(Dataset entries)
-*-

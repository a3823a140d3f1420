use std::sync::atomic::{AtomicBool, Ordering};
use std::sync::Arc;

use pipebridge_line::{LineChannel, ReadOutcome};
use pipebridge_transport::ErrorKind;
use tracing::{debug, info};

use crate::cmd::{parse_duration, RecvArgs};
use crate::exit::{line_error, CliError, CliResult, INTERNAL, SUCCESS, USAGE};
use crate::output::{print_line, OutputFormat};

pub fn run(args: RecvArgs, format: OutputFormat) -> CliResult<i32> {
    let timeout = parse_duration(&args.timeout)?;
    let interval = parse_duration(&args.interval)?;
    if args.capacity < 2 {
        return Err(CliError::new(USAGE, "--capacity must be at least 2"));
    }
    let max_len = args.capacity - 1;

    let mut channel =
        LineChannel::connect(&args.name, timeout).map_err(|err| line_error("connect failed", err))?;

    let running = Arc::new(AtomicBool::new(true));
    install_ctrlc_handler(running.clone())?;

    let mut printed = 0usize;
    while running.load(Ordering::SeqCst) {
        let outcome = match channel.read_line(max_len) {
            Ok(outcome) => outcome,
            Err(err) if is_remote_closed(err.kind()) => {
                info!(pipe = %args.name, printed, "remote closed the pipe");
                break;
            }
            Err(err) => return Err(line_error("receive failed", err)),
        };

        if let ReadOutcome::Empty = outcome {
            std::thread::sleep(interval);
            continue;
        }

        printed = printed.saturating_add(1);
        print_line(&args.name, printed, &outcome, format);

        if args.count.is_some_and(|count| printed >= count) {
            break;
        }
    }

    debug!(printed, pending = channel.pending_len(), "recv finished");
    channel.close();
    Ok(SUCCESS)
}

fn is_remote_closed(kind: ErrorKind) -> bool {
    matches!(kind, ErrorKind::BrokenPipe | ErrorKind::NoRemoteProcess)
}

fn install_ctrlc_handler(running: Arc<AtomicBool>) -> CliResult<()> {
    ctrlc::set_handler(move || {
        running.store(false, Ordering::SeqCst);
    })
    .map_err(|err| CliError::new(INTERNAL, format!("signal handler setup failed: {err}")))
}
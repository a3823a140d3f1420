use std::cell::RefCell;
use std::ffi::CString;
use std::os::raw::c_char;

use pipebridge_line::LineError;
use pipebridge_transport::{codes, ErrorKind};

struct LastError {
    code: u32,
    kind: ErrorKind,
    message: CString,
}

impl Default for LastError {
    fn default() -> Self {
        Self {
            code: 0,
            kind: ErrorKind::Ok,
            message: CString::default(),
        }
    }
}

thread_local! {
    static LAST_ERROR: RefCell<LastError> = RefCell::new(LastError::default());
}

pub(crate) fn clear_error_state() {
    LAST_ERROR.with(|state| {
        *state.borrow_mut() = LastError::default();
    });
}

pub(crate) fn record(kind: ErrorKind, code: u32, message: impl Into<String>) {
    let sanitized = message.into().replace('\0', "?");
    let message = CString::new(sanitized).unwrap_or_default();
    LAST_ERROR.with(|state| {
        *state.borrow_mut() = LastError {
            code,
            kind,
            message,
        };
    });
}

pub(crate) fn record_line_error(err: &LineError) {
    tracing::debug!(kind = %err.kind(), code = err.os_code(), %err, "pipe call failed");
    record(err.kind(), err.os_code(), err.to_string());
}

pub(crate) fn set_invalid_argument(message: impl Into<String>) {
    record(ErrorKind::InvalidArgument, codes::INVALID_ARGUMENT, message);
}

pub(crate) fn set_invalid_handle(handle: isize) {
    record(
        ErrorKind::InvalidArgument,
        codes::INVALID_HANDLE,
        format!("unknown pipe handle {handle}"),
    );
}

pub(crate) fn set_truncated(returned: usize, remaining: usize) {
    record(
        ErrorKind::BufferTruncated,
        codes::MORE_DATA,
        format!("line truncated to {returned} bytes; {remaining} bytes remain buffered"),
    );
}

pub(crate) fn set_panic_error() {
    record(
        ErrorKind::Internal,
        codes::IO_FAILURE,
        "panic across FFI boundary",
    );
}

pub(crate) fn last_code() -> u32 {
    LAST_ERROR.with(|state| state.borrow().code)
}

pub(crate) fn last_kind() -> ErrorKind {
    LAST_ERROR.with(|state| state.borrow().kind)
}

pub(crate) fn last_message_ptr() -> *const c_char {
    LAST_ERROR.with(|state| state.borrow().message.as_ptr())
}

-*-

Lines from the one with "LAST_ERROR.with(|state| state.borrow().kind)" through the last line above must be printed exactly; no other line is to appear.

    LAST_ERROR.with(|state| state.borrow().kind)
}

pub(crate) fn last_message_ptr() -> *const c_char {
    LAST_ERROR.with(|state| state.borrow().message.as_ptr())
}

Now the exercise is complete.